I was bemused when I first saw the photograph of spaced-out chairs and vaccination booths in the Turbine Hall of the Tate Modern. Was this an art installation designed to probe the relationship between personhood and state? Were we supposed to question the transformational power of medicine, in a live enactment of biomedical transubstantiation in the cathedral-like space?
Alas, this was not art, à la Kara Walker, Olafur Eliasson or Carsten Holler. This was an NHS pop-up vaccination clinic, replete with a DJ ‘spinning tunes’. Presumably some clever behavioural psychologists have had a stab at what ‘groovy’ looks like, in an attempt to induce London’s trendy youngsters to be vaccinated.
The NHS has been running vaccination centres in many unusual places in an attempt to offer ‘convenience’ and to inspire ‘confidence’, two of the barriers to vaccine take-up. ‘Choice architecture’, as the behavioural scientists call it, has evolved from metaphor to literal. Venues have included mosques and cathedrals, football stadiums, The Oval, Primark, shopping centres, parks, art centres and the British golfing championship. You might ask if there are any public spaces left without well-meaning nurses trying to jab us with a Covid vaccine.
In an unprecedented initiative, football fans have been enticed with football tickets. The London Mayor’s office and Charlton Athletic wouldn’t comment when I asked them how the incentive might affect informed consent, or indeed what the programme had cost, but Dr Jackie Cassell, public health specialist and a medic at Brighton and Sussex Medical School is concerned about this trend:
The behavioural psychology approach is different to the health systems view. The psychologists want to change behaviour at a particular time, but public health specialists are more focussed on the system and long term participation with it.
‘We’re playing with fire’, she added.
Cassell is concerned we are heading in the direction of the US which is the Wild West of vaccine incentives and also has a strong anti-vaccine movement — you can be jabbed for free beer, doughnuts, hotdogs, marijuana joints or lap dances, and enter lotteries for cash, free flights and even college education. Yeehaw.
Twitter is a barometer of the extreme ends of opinion and reacted to the Tate’s collaboration with the NHS with ‘rocking’, but also ‘creepy, very creepy’ and ‘bizarre’. Do the potential extra vaccinations for some justify the dismay and rejection by others?
Another potentially controversial tool to drive the vaccine programme is the use of celebrities for endorsement.

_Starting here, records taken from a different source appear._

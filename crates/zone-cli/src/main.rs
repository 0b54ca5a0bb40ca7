//! Fabric zoning CLI (fczone)

use std::path::PathBuf;

use anyhow::Result;
use clap::{Parser, Subcommand};

use fczone::commands::{
    CheckCommand, DeleteCommand, FetchCommand, FetchTarget, LookupCommand, RestoreCommand,
    XrefCommand,
};
use fczone::context::FabricContext;
use fczone::exit::{exit_code, EXIT_OK};
use fczone_config::SettingsOverrides;

#[derive(Parser)]
#[command(name = "fczone")]
#[command(about = "Fibre Channel fabric zoning maintenance")]
#[command(version)]
#[command(long_about = "
Fibre Channel fabric zoning maintenance

Checks, deletes and restores zoning objects (aliases, zones, cfgs) on a
fabric switch without touching the effective configuration. Fabric access
settings come from --config, FABRIC_* environment variables and the global
options below.

Examples:
  fczone check -d defined.json -e effective.json -w wwns.txt -z zones.txt
  fczone aliases -d defined.json -w wwns.txt
  fczone xref -d defined.json --prefix Host
  fczone members -d defined.json
  fczone -i 10.0.0.5 -u admin -p secret fetch
  fczone -i 10.0.0.5 -u admin -p secret active -o active.json
  fczone -i 10.0.0.5 -u admin -p secret delete -f objects.txt
  fczone -i 10.0.0.5 -u admin -p secret dry-run -w wwns.txt -z zones.txt
  fczone -i 10.0.0.5 -u admin -p secret restore -s defined.json Host1
")]
struct Cli {
    /// Settings file (any format supported by the config crate)
    #[arg(long, global = true)]
    config: Option<PathBuf>,

    /// Switch address
    #[arg(short = 'i', long, global = true)]
    address: Option<String>,

    /// Login user
    #[arg(short = 'u', long = "user", global = true)]
    user: Option<String>,

    /// Login password
    #[arg(short = 'p', long, global = true)]
    password: Option<String>,

    /// Use plain HTTP instead of HTTPS
    #[arg(long, global = true)]
    insecure: bool,

    /// Enable verbose output
    #[arg(short, long, global = true)]
    verbose: bool,

    /// Enable debug output
    #[arg(long, global = true)]
    debug: bool,

    /// Suppress all output except errors
    #[arg(short, long, global = true)]
    quiet: bool,

    #[command(subcommand)]
    command: Commands,
}

#[derive(Subcommand)]
enum Commands {
    /// Validate deletion lists against configuration snapshots
    Check {
        /// Defined configuration snapshot
        #[arg(short, long)]
        defined: PathBuf,

        /// Effective configuration snapshot
        #[arg(short, long)]
        effective: PathBuf,

        /// WWNs to delete, one per line
        #[arg(short, long)]
        wwns: PathBuf,

        /// Zones to delete, one per line
        #[arg(short, long)]
        zones: PathBuf,
    },

    /// Print the aliases referencing the listed WWNs
    Aliases {
        /// Defined configuration snapshot
        #[arg(short, long)]
        defined: PathBuf,

        /// WWNs, one per line
        #[arg(short, long)]
        wwns: PathBuf,
    },

    /// Print zone memberships of every member reference
    Xref {
        /// Defined configuration snapshot
        #[arg(short, long)]
        defined: PathBuf,

        /// Only list references starting with this prefix
        #[arg(long)]
        prefix: Option<String>,
    },

    /// Print member counts per zone
    Members {
        /// Defined configuration snapshot
        #[arg(short, long)]
        defined: PathBuf,
    },

    /// Save configuration documents from the switch
    Fetch {
        /// Documents to fetch
        #[arg(long, value_enum, default_value = "both")]
        target: FetchTarget,

        /// Output file for the defined configuration
        #[arg(long)]
        defined_out: Option<PathBuf>,

        /// Output file for the effective configuration
        #[arg(long)]
        effective_out: Option<PathBuf>,
    },

    /// Print the name of the effective cfg
    Active {
        /// Also save it to this file
        #[arg(short, long)]
        output: Option<PathBuf>,
    },

    /// Delete the listed objects and commit after confirmation
    Delete {
        /// Object names, one per line
        #[arg(short, long)]
        file: PathBuf,

        /// Commit without asking
        #[arg(short, long)]
        yes: bool,
    },

    /// Validate against the switch, then delete without committing
    DryRun {
        /// WWNs whose aliases to delete, one per line
        #[arg(short, long)]
        wwns: PathBuf,

        /// Zones to delete, one per line
        #[arg(short, long)]
        zones: PathBuf,

        /// Delete every alias of a WWN referenced by several aliases
        #[arg(long)]
        all_aliases: bool,
    },

    /// Recreate one object from a defined configuration snapshot
    Restore {
        /// Defined configuration snapshot
        #[arg(short, long)]
        snapshot: PathBuf,

        /// Alias, zone or cfg name
        name: String,
    },
}

async fn run(cli: Cli) -> Result<()> {
    let overrides = SettingsOverrides {
        address: cli.address,
        username: cli.user,
        password: cli.password,
        insecure: cli.insecure,
        override_confirm: false,
    };
    let fabric = || FabricContext::load(cli.config.as_deref(), &overrides);

    match cli.command {
        Commands::Check {
            defined,
            effective,
            wwns,
            zones,
        } => CheckCommand::new().execute(&defined, &effective, &wwns, &zones),

        Commands::Aliases { defined, wwns } => LookupCommand::new().execute(&defined, &wwns),

        Commands::Xref { defined, prefix } => {
            XrefCommand::new().execute(&defined, prefix.as_deref())
        }

        Commands::Members { defined } => XrefCommand::new().members(&defined),

        Commands::Fetch {
            target,
            defined_out,
            effective_out,
        } => {
            let context = fabric()?;
            FetchCommand::new(&context)
                .execute(target, defined_out, effective_out)
                .await
        }

        Commands::Active { output } => {
            let context = fabric()?;
            FetchCommand::new(&context).active(output.as_deref()).await
        }

        Commands::Delete { file, yes } => {
            let context = fabric()?;
            DeleteCommand::new(&context).execute(&file, yes).await
        }

        Commands::DryRun {
            wwns,
            zones,
            all_aliases,
        } => {
            let context = fabric()?;
            DeleteCommand::new(&context)
                .dry_run(&wwns, &zones, all_aliases)
                .await
        }

        Commands::Restore { snapshot, name } => {
            let context = fabric()?;
            RestoreCommand::new(&context).execute(&snapshot, &name).await
        }
    }
}

#[tokio::main]
async fn main() {
    let cli = Cli::parse();

    // Initialize logging based on verbosity
    let log_level = if cli.debug {
        "debug"
    } else if cli.verbose {
        "info"
    } else if cli.quiet {
        "error"
    } else {
        "warn"
    };

    env_logger::Builder::from_env(env_logger::Env::default().default_filter_or(log_level)).init();

    let (verbose, quiet) = (cli.verbose || cli.debug, cli.quiet);

    match run(cli).await {
        Ok(()) => {
            log::info!("Command completed successfully");
            std::process::exit(EXIT_OK);
        }
        Err(e) => {
            if !quiet {
                eprintln!("Error: {}", e);

                // Print error chain if in verbose mode
                if verbose {
                    for cause in e.chain().skip(1) {
                        eprintln!("  Caused by: {}", cause);
                    }
                }
            }
            std::process::exit(exit_code(&e));
        }
    }
}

Social media is strewn with high profile ‘vaxxies’. The UK Cabinet Office told me that the majority of the influencers that work with the government are not paid for their time, as they recognise the importance of communicating health guidance on Covid-19.
Multiple delivery approaches to address convenience makes sense, but how does it look? What will this array of temptations and threats do to genuine hesitancy? The co-option of places of worship, shops, sport and now my beloved art gallery space looks less like a public health service and more like a creepy cult in thrall to nudging.